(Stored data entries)
┌──
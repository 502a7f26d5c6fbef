use async_trait::async_trait;
use geoprompt_core::error::Result;
use serde::Serialize;

/// Engine-native value, before normalization
#[derive(Debug, Clone, PartialEq)]
pub enum EngineValue {
    Null,
    Boolean(bool),
    Int(i64),
    HugeInt(i128),
    UInt(u64),
    Float(f64),
    Text(String),
    Blob(Vec<u8>),
    List(Vec<EngineValue>),
    Struct(Vec<(String, EngineValue)>),
}

impl EngineValue {
    /// SQL type name as reported by schema description
    pub fn type_name(&self) -> &'static str {
        match self {
            EngineValue::Null => "NULL",
            EngineValue::Boolean(_) => "BOOLEAN",
            EngineValue::Int(_) => "BIGINT",
            EngineValue::HugeInt(_) => "HUGEINT",
            EngineValue::UInt(_) => "UBIGINT",
            EngineValue::Float(_) => "DOUBLE",
            EngineValue::Text(_) => "VARCHAR",
            EngineValue::Blob(_) => "BLOB",
            EngineValue::List(_) => "LIST",
            EngineValue::Struct(_) => "STRUCT",
        }
    }
}

impl From<&str> for EngineValue {
    fn from(value: &str) -> Self {
        EngineValue::Text(value.to_string())
    }
}

impl From<i64> for EngineValue {
    fn from(value: i64) -> Self {
        EngineValue::Int(value)
    }
}

impl From<f64> for EngineValue {
    fn from(value: f64) -> Self {
        EngineValue::Float(value)
    }
}

/// One result row: column name and value, in column order
pub type EngineRow = Vec<(String, EngineValue)>;

/// One column of a dataset schema
#[derive(Debug, Clone, PartialEq, Eq, Serialize)]
pub struct ColumnInfo {
    pub name: String,
    pub data_type: String,
}

impl ColumnInfo {
    pub fn new(name: impl Into<String>, data_type: impl Into<String>) -> Self {
        Self { name: name.into(), data_type: data_type.into() }
    }
}

/// Port for the embedded analytical SQL engine
#[async_trait]
pub trait SqlEngine: Send + Sync {
    /// Install and load an engine extension
    async fn load_extension(&self, name: &str) -> Result<()>;

    /// Make a dataset file available to queries under `name`
    /// (e.g. `buildings.parquet`)
    async fn register_source(&self, name: &str, bytes: Vec<u8>) -> Result<()>;

    /// Run a query; faults are reported as `GeopromptError::QueryExecution`
    async fn execute(&self, sql: &str) -> Result<Vec<EngineRow>>;

    /// Columns of a dataset (e.g. `buildings`)
    async fn describe_schema(&self, dataset: &str) -> Result<Vec<ColumnInfo>>;

    /// Short identifier for logs
    fn name(&self) -> &str;
}
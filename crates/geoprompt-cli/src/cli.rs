use clap::{Parser, Subcommand};
use std::path::PathBuf;

/// GeoPrompt - Ask a map questions in plain language
#[derive(Parser, Debug)]
#[command(name = "geoprompt")]
#[command(about = "Natural-language spatial queries over local datasets", long_about = None)]
#[command(version)]
pub struct Cli {
    /// Output results in JSON format
    #[arg(long, global = true)]
    pub json: bool,

    /// TOML configuration file
    #[arg(long, global = true, value_name = "FILE")]
    pub config: Option<PathBuf>,

    /// Directory holding the dataset files
    #[arg(long, global = true, value_name = "DIR")]
    pub data_dir: Option<PathBuf>,

    /// Reasoning service: `none` or `ollama:<model>`
    #[arg(long, global = true)]
    pub generator: Option<String>,

    /// Place resolver: `static` or `nominatim`
    #[arg(long, global = true)]
    pub geocoder: Option<String>,

    /// Answer from built-in sample data instead of the dataset files
    #[arg(long, global = true)]
    pub demo: bool,

    #[command(subcommand)]
    pub command: Commands,
}

#[derive(Subcommand, Debug)]
pub enum Commands {
    /// Ask one question and print the reply
    Ask(AskArgs),

    /// Interactive session with layer management
    Repl,

    /// List the canned query catalog
    Catalog,

    /// Show the columns of a dataset
    Schema(SchemaArgs),

    /// Show effective configuration values and their sources
    Config,
}

#[derive(Parser, Debug)]
pub struct AskArgs {
    /// The question, e.g. "show buildings within 5km of Tartu"
    #[arg(required = true, num_args = 1..)]
    pub text: Vec<String>,

    /// Write the resulting layer to a file (geojson or csv)
    #[arg(long, value_name = "FORMAT")]
    pub export: Option<String>,

    /// Directory for exported files
    #[arg(long, value_name = "DIR", default_value = ".")]
    pub out: PathBuf,
}

impl AskArgs {
    /// Words joined back into one request
    pub fn question(&self) -> String {
        self.text.join(" ")
    }
}

#[derive(Parser, Debug)]
pub struct SchemaArgs {
    /// Dataset name: buildings, roads or landuse
    pub dataset: String,
}
//! Engine values to JSON.

use geoprompt_core::models::Row;
use serde_json::{Number, Value};

use crate::ports::{EngineRow, EngineValue};

fn float(value: f64) -> Value {
    Number::from_f64(value).map(Value::Number).unwrap_or(Value::Null)
}

fn hex(bytes: &[u8]) -> String {
    bytes.iter().map(|b| format!("{:02x}", b)).collect()
}

/// Deep-convert an engine value into plain JSON.
///
/// Wide integers become `i64` when they fit and `f64` otherwise; NaN and
/// infinities become null; blobs become lowercase hex.
pub fn normalize_value(value: EngineValue) -> Value {
    match value {
        EngineValue::Null => Value::Null,
        EngineValue::Boolean(b) => Value::Bool(b),
        EngineValue::Int(i) => Value::from(i),
        EngineValue::HugeInt(i) => match i64::try_from(i) {
            Ok(i) => Value::from(i),
            Err(_) => float(i as f64),
        },
        EngineValue::UInt(u) => match i64::try_from(u) {
            Ok(i) => Value::from(i),
            Err(_) => float(u as f64),
        },
        EngineValue::Float(f) => float(f),
        EngineValue::Text(s) => Value::String(s),
        EngineValue::Blob(bytes) => Value::String(hex(&bytes)),
        EngineValue::List(items) => Value::Array(items.into_iter().map(normalize_value).collect()),
        EngineValue::Struct(fields) => Value::Object(
            fields.into_iter().map(|(name, value)| (name, normalize_value(value))).collect(),
        ),
    }
}

/// Normalize a whole row, keeping column order
pub fn normalize_row(row: EngineRow) -> Row {
    row.into_iter().map(|(name, value)| (name, normalize_value(value))).collect()
}

#[cfg(test)]
mod tests {
    use super::*;
    use serde_json::json;

    #[test]
    fn test_wide_integers() {
        assert_eq!(normalize_value(EngineValue::HugeInt(42)), json!(42));
        assert_eq!(normalize_value(EngineValue::HugeInt(-7)), json!(-7));
        assert_eq!(normalize_value(EngineValue::UInt(u64::MAX)), json!(u64::MAX as f64));
        assert_eq!(normalize_value(EngineValue::HugeInt(i128::MAX)), json!(i128::MAX as f64));
    }

    #[test]
    fn test_non_finite_floats_become_null() {
        assert_eq!(normalize_value(EngineValue::Float(f64::NAN)), Value::Null);
        assert_eq!(normalize_value(EngineValue::Float(f64::INFINITY)), Value::Null);
        assert_eq!(normalize_value(EngineValue::Float(12.5)), json!(12.5));
    }

    #[test]
    fn test_blob_is_hex() {
        assert_eq!(normalize_value(EngineValue::Blob(vec![0x01, 0xab, 0xff])), json!("01abff"));
    }

    #[test]
    fn test_nested_values() {
        let value = EngineValue::Struct(vec![
            ("tags".to_string(), EngineValue::List(vec![EngineValue::HugeInt(1), EngineValue::Null])),
            ("score".to_string(), EngineValue::Float(f64::NAN)),
        ]);
        assert_eq!(normalize_value(value), json!({ "tags": [1, null], "score": null }));
    }

    #[test]
    fn test_row_keeps_column_order() {
        let row = vec![
            ("z".to_string(), EngineValue::Int(1)),
            ("a".to_string(), EngineValue::Text("x".into())),
            ("m".to_string(), EngineValue::Boolean(true)),
        ];
        let normalized = normalize_row(row);
        let keys: Vec<&str> = normalized.keys().map(String::as_str).collect();
        assert_eq!(keys, vec!["z", "a", "m"]);
    }
}
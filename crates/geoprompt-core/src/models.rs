pub mod feature;
pub mod geometry;
pub mod intent;
pub mod viewport;

pub use feature::{Feature, FeatureCollection, Row};
pub use geometry::{BoundingBox, Geometry, GeometryType};
pub use intent::{DataType, QueryIntent, DEFAULT_RADIUS_KM};
pub use viewport::{LatLon, Viewport, ViewportChange};
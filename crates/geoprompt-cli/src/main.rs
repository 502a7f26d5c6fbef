//! GeoPrompt CLI - Ask the map questions from a terminal
//!
//! One-shot questions with `ask`, a line-oriented session with `repl`, and
//! inspection commands for the query catalog, dataset schemas and config.

mod cli;
mod commands;
mod config_loader;
mod output;
mod output_types;
mod progress;

use anyhow::Result;
use clap::Parser;
use cli::Cli;

fn main() -> Result<()> {
    // Logs go to stderr so `--json` output stays parseable
    tracing_subscriber::fmt()
        .with_env_filter(
            tracing_subscriber::EnvFilter::try_from_default_env()
                .unwrap_or_else(|_| tracing_subscriber::EnvFilter::new("info")),
        )
        .with_writer(std::io::stderr)
        .init();

    let cli = Cli::parse();

    let runtime = tokio::runtime::Runtime::new()?;

    runtime.block_on(async { commands::execute(cli).await })?;

    Ok(())
}
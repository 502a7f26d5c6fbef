use std::sync::Arc;

use axum::{
    extract::{Path, State},
    Json,
};
use geoprompt_core::models::DataType;

use crate::dto::SchemaResponse;
use crate::error::ApiError;
use crate::state::AppState;

pub async fn get_schema(
    State(state): State<Arc<AppState>>,
    Path(name): Path<String>,
) -> Result<Json<SchemaResponse>, ApiError> {
    let dataset: DataType = name.parse()?;
    tracing::info!(dataset = %dataset, "Describing dataset");

    let columns = state.pipeline.describe_schema(dataset).await.map_err(|e| {
        tracing::error!(error = %e, "Failed to describe dataset");
        ApiError::from(e)
    })?;

    Ok(Json(SchemaResponse { dataset, columns }))
}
└──
▶ [TASK BRIEF]:
Retype only the lines above between the line with "#[command(version)]" and the line with "use geoprompt_core::models::Row;", counting those two lines as well, and keep every character as it is.

▶ [ANSWER SECTION]:
#[command(version)]
pub struct Cli {
    /// Output results in JSON format
    #[arg(long, global = true)]
    pub json: bool,

    /// TOML configuration file
    #[arg(long, global = true, value_name = "FILE")]
    pub config: Option<PathBuf>,

    /// Directory holding the dataset files
    #[arg(long, global = true, value_name = "DIR")]
    pub data_dir: Option<PathBuf>,

    /// Reasoning service: `none` or `ollama:<model>`
    #[arg(long, global = true)]
    pub generator: Option<String>,

    /// Place resolver: `static` or `nominatim`
    #[arg(long, global = true)]
    pub geocoder: Option<String>,

    /// Answer from built-in sample data instead of the dataset files
    #[arg(long, global = true)]
    pub demo: bool,

    #[command(subcommand)]
    pub command: Commands,
}

#[derive(Subcommand, Debug)]
pub enum Commands {
    /// Ask one question and print the reply
    Ask(AskArgs),

    /// Interactive session with layer management
    Repl,

    /// List the canned query catalog
    Catalog,

    /// Show the columns of a dataset
    Schema(SchemaArgs),

    /// Show effective configuration values and their sources
    Config,
}

#[derive(Parser, Debug)]
pub struct AskArgs {
    /// The question, e.g. "show buildings within 5km of Tartu"
    #[arg(required = true, num_args = 1..)]
    pub text: Vec<String>,

    /// Write the resulting layer to a file (geojson or csv)
    #[arg(long, value_name = "FORMAT")]
    pub export: Option<String>,

    /// Directory for exported files
    #[arg(long, value_name = "DIR", default_value = ".")]
    pub out: PathBuf,
}

impl AskArgs {
    /// Words joined back into one request
    pub fn question(&self) -> String {
        self.text.join(" ")
    }
}

#[derive(Parser, Debug)]
pub struct SchemaArgs {
    /// Dataset name: buildings, roads or landuse
    pub dataset: String,
}
//! Engine values to JSON.

use geoprompt_core::models::Row;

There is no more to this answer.